Mrkela holds distinction as the youngest player ever to play for SFR Yugoslavia national squad. He was only 17 years and 130 days old when he made his national team debut on 17 November 1982 during a Euro 1984 qualifier versus Bulgaria in Sofia. Head coach Todor Veselinović brought him on in the 17th minute in place of injured Zvonko Živković. However, despite a lot of early promise, Mrkela would go on to make only 5 national team appearances, scoring 1 goal.

Post-football
For a time in early 2000s, Mrkela was the president of City of Belgrade Football Association.
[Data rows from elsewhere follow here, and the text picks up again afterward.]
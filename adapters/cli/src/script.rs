//! Parser for scripted input sessions.
//!
//! Each non-empty line is one frame. A line starts with a key (`-` for none),
//! optionally followed by click coordinates and a `+millis` delay:
//!
//! ```text
//! # plumber moves onto the pipe under (130, 320)
//! Q 130 320
//! - 400 200 +50
//! wait 11000
//! ```

use std::time::Duration;

use glam::Vec2;
use thiserror::Error;

const COMMENT_PREFIX: char = '#';
const NO_KEY: &str = "-";
const WAIT: &str = "wait";

/// Frame described by one script line.
#[derive(Clone, Copy, Debug, PartialEq)]
pub(crate) struct ScriptFrame {
    /// Key pressed during the frame.
    pub(crate) key: Option<char>,
    /// Pointer click during the frame.
    pub(crate) click: Option<Vec2>,
    /// Simulated time of the frame; the configured tick when absent.
    pub(crate) delay: Option<Duration>,
}

/// Errors raised while parsing a script, tagged with one-based line numbers.
#[derive(Debug, Error, PartialEq, Eq)]
pub(crate) enum ScriptError {
    /// The first token is neither a single letter nor `-` nor `wait`.
    #[error("line {line}: `{token}` is not a key")]
    InvalidKey {
        /// Offending line.
        line: usize,
        /// Offending token.
        token: String,
    },
    /// A number could not be parsed.
    #[error("line {line}: `{token}` is not a number")]
    InvalidNumber {
        /// Offending line.
        line: usize,
        /// Offending token.
        token: String,
    },
    /// A click carried only one coordinate.
    #[error("line {line}: a click needs both coordinates")]
    MissingCoordinate {
        /// Offending line.
        line: usize,
    },
    /// `wait` was not followed by a duration.
    #[error("line {line}: `wait` needs a duration in milliseconds")]
    MissingDelay {
        /// Offending line.
        line: usize,
    },
    /// Tokens remained after the line was fully parsed.
    #[error("line {line}: unexpected `{token}`")]
    UnexpectedToken {
        /// Offending line.
        line: usize,
        /// Offending token.
        token: String,
    },
}

/// Parses every frame of a script, skipping blank lines and comments.
pub(crate) fn parse(text: &str) -> Result<Vec<ScriptFrame>, ScriptError> {
    let mut frames = Vec::new();
    for (index, raw) in text.lines().enumerate() {
        let line = index + 1;
        let content = raw
            .split_once(COMMENT_PREFIX)
            .map_or(raw, |(before, _)| before)
            .trim();
        if content.is_empty() {
            continue;
        }
        frames.push(parse_line(line, content)?);
    }
    Ok(frames)
}

fn parse_line(line: usize, content: &str) -> Result<ScriptFrame, ScriptError> {
    let mut tokens = content.split_whitespace().peekable();
    let first = tokens.next().unwrap_or(NO_KEY);

    if first.eq_ignore_ascii_case(WAIT) {
        let millis = tokens.next().ok_or(ScriptError::MissingDelay { line })?;
        let delay = Duration::from_millis(parse_number(line, millis)?);
        reject_rest(line, tokens)?;
        return Ok(ScriptFrame {
            key: None,
            click: None,
            delay: Some(delay),
        });
    }

    let key = parse_key(line, first)?;
    let mut click = None;
    if let Some(x) = tokens.next_if(|token| !token.starts_with('+')) {
        let y = tokens
            .next_if(|token| !token.starts_with('+'))
            .ok_or(ScriptError::MissingCoordinate { line })?;
        click = Some(Vec2::new(
            parse_number::<i32>(line, x)? as f32,
            parse_number::<i32>(line, y)? as f32,
        ));
    }
    let delay = tokens
        .next_if(|token| token.starts_with('+'))
        .map(|token| parse_number(line, &token[1..]).map(Duration::from_millis))
        .transpose()?;
    reject_rest(line, tokens)?;

    Ok(ScriptFrame { key, click, delay })
}

fn parse_key(line: usize, token: &str) -> Result<Option<char>, ScriptError> {
    if token == NO_KEY {
        return Ok(None);
    }
    let mut chars = token.chars();
    match (chars.next(), chars.next()) {
        (Some(key), None) if key.is_ascii_alphabetic() => Ok(Some(key.to_ascii_uppercase())),
        _ => Err(ScriptError::InvalidKey {
            line,
            token: token.to_owned(),
        }),
    }
}

fn parse_number<T: std::str::FromStr>(line: usize, token: &str) -> Result<T, ScriptError> {
    token.parse().map_err(|_| ScriptError::InvalidNumber {
        line,
        token: token.to_owned(),
    })
}

fn reject_rest<'a>(
    line: usize,
    mut tokens: impl Iterator<Item = &'a str>,
) -> Result<(), ScriptError> {
    match tokens.next() {
        Some(token) => Err(ScriptError::UnexpectedToken {
            line,
            token: token.to_owned(),
        }),
        None => Ok(()),
    }
}

#[cfg(test)]
mod tests {
    use super::*;

    #[test]
    fn parses_keys_clicks_and_delays() {
        let frames = parse(
            "# opening\n\
             q 130 320\n\
             \n\
             - 400 200 +50\n\
             W # pass\n\
             wait 11000\n",
        )
        .expect("valid script");

        assert_eq!(
            frames,
            vec![
                ScriptFrame {
                    key: Some('Q'),
                    click: Some(Vec2::new(130.0, 320.0)),
                    delay: None,
                },
                ScriptFrame {
                    key: None,
                    click: Some(Vec2::new(400.0, 200.0)),
                    delay: Some(Duration::from_millis(50)),
                },
                ScriptFrame {
                    key: Some('W'),
                    click: None,
                    delay: None,
                },
                ScriptFrame {
                    key: None,
                    click: None,
                    delay: Some(Duration::from_secs(11)),
                },
            ]
        );
    }

    #[test]
    fn reports_the_offending_line() {
        assert_eq!(
            parse("Q\nQQ"),
            Err(ScriptError::InvalidKey {
                line: 2,
                token: String::from("QQ"),
            })
        );
        assert_eq!(
            parse("Q 10"),
            Err(ScriptError::MissingCoordinate { line: 1 })
        );
        assert_eq!(
            parse("Q 10 y"),
            Err(ScriptError::InvalidNumber {
                line: 1,
                token: String::from("y"),
            })
        );
        assert_eq!(parse("wait"), Err(ScriptError::MissingDelay { line: 1 }));
        assert_eq!(
            parse("Q +5 extra"),
            Err(ScriptError::UnexpectedToken {
                line: 1,
                token: String::from("extra"),
            })
        );
    }
}
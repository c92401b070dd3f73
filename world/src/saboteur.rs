//! Saboteur action handlers.

use waterworks_core::{ActionError, ElementKind, Event, SaboteurAction, Selection};

use crate::{
    graph::NetworkGraph,
    player::{self, Player, PumpSide},
    ActionFailure,
};

/// Executes a saboteur action and returns the event describing its effect.
pub(crate) fn perform(
    graph: &mut NetworkGraph,
    saboteur: &mut Player,
    action: SaboteurAction,
    selection: Selection,
) -> Result<Event, ActionFailure> {
    let player = saboteur.id;
    match action {
        SaboteurAction::Move => {
            let to = player::move_to(graph, saboteur, selection)?;
            Ok(Event::PlayerMoved { player, to })
        }
        SaboteurAction::PuncturePipe => {
            let pipe = saboteur
                .current
                .filter(|id| {
                    graph
                        .element(*id)
                        .is_some_and(|element| element.kind() == ElementKind::Pipe)
                })
                .ok_or(ActionError::NotOnPipe)?;
            let element = graph.element_mut(pipe).ok_or(ActionError::NotOnPipe)?;
            if !element.is_working() {
                return Err(ActionError::AlreadyBroken.into());
            }
            element.set_working(false);
            Ok(Event::PipePunctured { player, pipe })
        }
        SaboteurAction::ChangeInputPipe => {
            let (pump, pipe) =
                player::redirect_pump(graph, saboteur, selection, PumpSide::Input)?;
            Ok(Event::PumpInputChanged { pump, pipe })
        }
        SaboteurAction::ChangeOutputPipe => {
            let (pump, pipe) =
                player::redirect_pump(graph, saboteur, selection, PumpSide::Output)?;
            Ok(Event::PumpOutputChanged { pump, pipe })
        }
    }
}
// Copyright (c) 2024-2025 Jesse Morgan / Morgan Forge
// SPDX-License-Identifier: AGPL-3.0-or-later

//! Small formatting helpers shared by the library and the shell.

/// Mask a token (session id, CSRF token) for logging.
///
/// Shows only the first `visible_prefix` characters followed by "...".
///
/// # Examples
///
/// ```
/// use siteguard::utils::mask_sensitive;
///
/// let masked = mask_sensitive("sess_0f1e2d3c4b5a69788796a5b4c3d2e1f0", 9);
/// assert_eq!(masked, "sess_0f1e...");
/// ```
pub fn mask_sensitive(input: &str, visible_prefix: usize) -> String {
    if input.len() <= visible_prefix {
        return format!("{}...", input);
    }

    let prefix: String = input.chars().take(visible_prefix).collect();
    format!("{}...", prefix)
}

/// Byte count as megabytes with two decimals, e.g. `"1.50 MB"`.
pub fn format_megabytes(bytes: u64) -> String {
    format!("{:.2} MB", bytes as f64 / (1024.0 * 1024.0))
}

/// Whole seconds as `"14m 05s"` or `"45s"`.
pub fn format_wait(secs: u64) -> String {
    if secs >= 60 {
        format!("{}m {:02}s", secs / 60, secs % 60)
    } else {
        format!("{}s", secs)
    }
}

#[cfg(test)]
mod tests {
    use super::*;

    #[test]
    fn test_mask_sensitive() {
        assert_eq!(mask_sensitive("csrf_abcdef", 5), "csrf_...");
        assert_eq!(mask_sensitive("short", 8), "short...");
        assert_eq!(mask_sensitive("", 8), "...");
    }

    #[test]
    fn test_format_megabytes() {
        assert_eq!(format_megabytes(0), "0.00 MB");
        assert_eq!(format_megabytes(1024 * 1024 * 3 / 2), "1.50 MB");
    }

    #[test]
    fn test_format_wait() {
        assert_eq!(format_wait(45), "45s");
        assert_eq!(format_wait(845), "14m 05s");
    }
}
He then became the youth coach in the OFK Beograd system.

In July 2005, soon after Dragan Stojković took over as club president from Dragan Džajić, Mrkela became the director of Red Star Belgrade youth academy - a job up to that moment performed by Goran Đorović.

After leaving his post at Red Star in December 2008, he became the sporting director at OFK Beograd.

Personal
During the early 1990s Mrkela married actress Lidija Vukićević. The couple divorced in 2000. They have two sons, Andrej Mrkela, born in 1992, who is also a professional footballer and currently plays for Spartak Subotica and David, born in 1997.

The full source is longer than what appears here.